Menanggapi kejadian ini, Dinas PPPA Kabupaten Ngada telah bergerak melakukan pendampingan psikologis awal kepada ibu dan nenek YBR. Tujuannya adalah untuk meredam dampak trauma yang mungkin timbul pasca-insiden tragis tersebut.
"Khawatir ada dampak atau trauma yang dialami oleh ibu, kemudian nenek, dan juga dua saudaranya," jelas Arifah.
Namun, upaya pendampingan ini menghadapi kendala nyata di lapangan, yaitu keterbatasan akses terhadap tenaga profesional kesehatan mental di lokasi kejadian. Pihak berwenang terpaksa mencari alternatif dengan merujuk keluarga ke kabupaten terdekat atau mendatangkan psikolog klinis ke daerah tersebut.
"Karena di lokasi tersebut belum memiliki psikolog klinis, sehingga ini alternatifnya adalah dirujuk ke kabupaten/kota terdekat yang memiliki psikolog klinis atau mendatangkan psikolog klinis ke daerah tersebut.
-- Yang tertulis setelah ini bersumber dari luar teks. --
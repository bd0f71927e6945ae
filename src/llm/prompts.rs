use crate::chat::ChatTurn;
use crate::retrieval::RetrievedChunk;

/// System prompt for answer generation over transcript context
pub const ANSWER_SYSTEM_PROMPT: &str = r#"You are an AI assistant analyzing a conversation transcript. Use the provided transcript excerpts to answer the question. If you don't know the answer, say that you don't know. Don't try to make up an answer.

When answering:
1. If the context mentions specific speakers, include who said what. Be specific about which speaker said what, e.g. Speaker A: "Hello, how are you?"
2. Provide direct quotes when relevant.
3. Be concise but comprehensive.
4. If the answer requires multiple points, use a numbered list.
5. You may add external background knowledge about a topic, but you must clearly demarcate it as background information.
6. If no relevant information was found in the transcript, only provide background information and state plainly that nothing relevant was found in the transcript."#;

/// System prompt for query expansion
pub const EXPANSION_SYSTEM_PROMPT: &str = "You rephrase search queries. Output only the alternate phrasings, one per line, with no numbering or commentary.";

/// Build the user prompt for one answer turn: retrieved excerpts labelled
/// by provenance, prior turns oldest first, then the new question.
pub fn build_answer_prompt(
    retrieved: &[RetrievedChunk],
    history: &[ChatTurn],
    question: &str,
) -> String {
    let mut prompt = String::new();

    prompt.push_str("# Transcript excerpts\n\n");
    if retrieved.is_empty() {
        prompt.push_str("No transcript excerpts cleared the relevance threshold for this question.\n\n");
    } else {
        for hit in retrieved {
            prompt.push_str(&format!("## {}\n", hit.chunk.label()));
            prompt.push_str(hit.chunk.text.trim());
            prompt.push_str("\n\n");
        }
    }

    if !history.is_empty() {
        prompt.push_str("# Chat history\n\n");
        for turn in history {
            prompt.push_str(&format!("Q: {}\n", turn.question));
            prompt.push_str(&format!("A: {}\n\n", turn.answer));
        }
    }

    prompt.push_str("# Question\n\n");
    prompt.push_str(question);
    prompt.push('\n');

    prompt
}

/// Build the user prompt asking for alternate phrasings of a query
pub fn build_expansion_prompt(question: &str, count: usize) -> String {
    format!(
        "Give {count} alternate phrasings of the following question about a conversation transcript:\n\n{question}\n"
    )
}

/// Parse generated phrasings: one per line, numbering and bullets
/// stripped, blanks dropped.
pub fn parse_expansions(text: &str) -> Vec<String> {
    text.lines()
        .map(|line| {
            line.trim()
                .trim_start_matches(|c: char| c.is_ascii_digit() || c == '.' || c == ')' || c == '-')
                .trim()
        })
        .filter(|line| !line.is_empty())
        .map(str::to_string)
        .collect()
}

#[cfg(test)]
mod tests {
    use super::*;
    use crate::models::{ChunkMetadata, DocumentChunk};

    fn hit(id: &str, text: &str, speaker: Option<&str>) -> RetrievedChunk {
        RetrievedChunk {
            chunk: DocumentChunk {
                chunk_id: id.to_string(),
                text: text.to_string(),
                metadata: match speaker {
                    Some(s) => ChunkMetadata::speaker_specific(s),
                    None => ChunkMetadata::complete(),
                },
            },
            score: 0.9,
        }
    }

    #[test]
    fn test_answer_prompt_labels_sources() {
        let retrieved = vec![
            hit("full-0", "hello hi there", None),
            hit("speaker-A-0", "hello bye", Some("A")),
        ];
        let prompt = build_answer_prompt(&retrieved, &[], "who greeted first?");

        assert!(prompt.contains("## Full transcript"));
        assert!(prompt.contains("## Speaker A"));
        assert!(prompt.contains("who greeted first?"));
    }

    #[test]
    fn test_answer_prompt_history_oldest_first() {
        let history = vec![
            ChatTurn {
                question: "first?".to_string(),
                answer: "one".to_string(),
            },
            ChatTurn {
                question: "second?".to_string(),
                answer: "two".to_string(),
            },
        ];
        let prompt = build_answer_prompt(&[], &history, "third?");

        let first = prompt.find("Q: first?").unwrap();
        let second = prompt.find("Q: second?").unwrap();
        assert!(first < second);
    }

    #[test]
    fn test_answer_prompt_notes_empty_context() {
        let prompt = build_answer_prompt(&[], &[], "anything?");
        assert!(prompt.contains("No transcript excerpts cleared the relevance threshold"));
    }

    #[test]
    fn test_parse_expansions_strips_numbering() {
        let text = "1. Who spoke the most?\n2) Which speaker talked longest?\n- What speaker dominated?\n\n";
        let parsed = parse_expansions(text);
        assert_eq!(
            parsed,
            vec![
                "Who spoke the most?",
                "Which speaker talked longest?",
                "What speaker dominated?"
            ]
        );
    }
}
Ini salah satu yang sudah kami lakukan pendampingan," imbuhnya.
Refleksi dan Panggilan untuk Kolaborasi
Secara keseluruhan, Menteri Arifah menilai keluarga YBR termasuk dalam kategori keluarga tidak mampu. Ia menegaskan bahwa kasus ini harus menjadi bahan introspeksi bersama bagi seluruh pemangku kepentingan untuk memperkuat sistem perlindungan dan layanan dasar bagi masyarakat yang paling membutuhkan.
"Ini menjadi perhatian kita bersama bagaimana dari seluruh stakeholder yang ada, ini mari bersama-sama untuk memberikan layanan-layanan terbaik bagi masyarakat yang membutuhkan dan seharusnya memang mendapatkan sapaan dan layanan dari kita selaku pemerintah," tegasnya. "Ini menjadi introspeksi kita bersama supaya bisa saling menguatkan, men-support untuk bisa memberikan layanan kepada masyarakat," tambah Arifah.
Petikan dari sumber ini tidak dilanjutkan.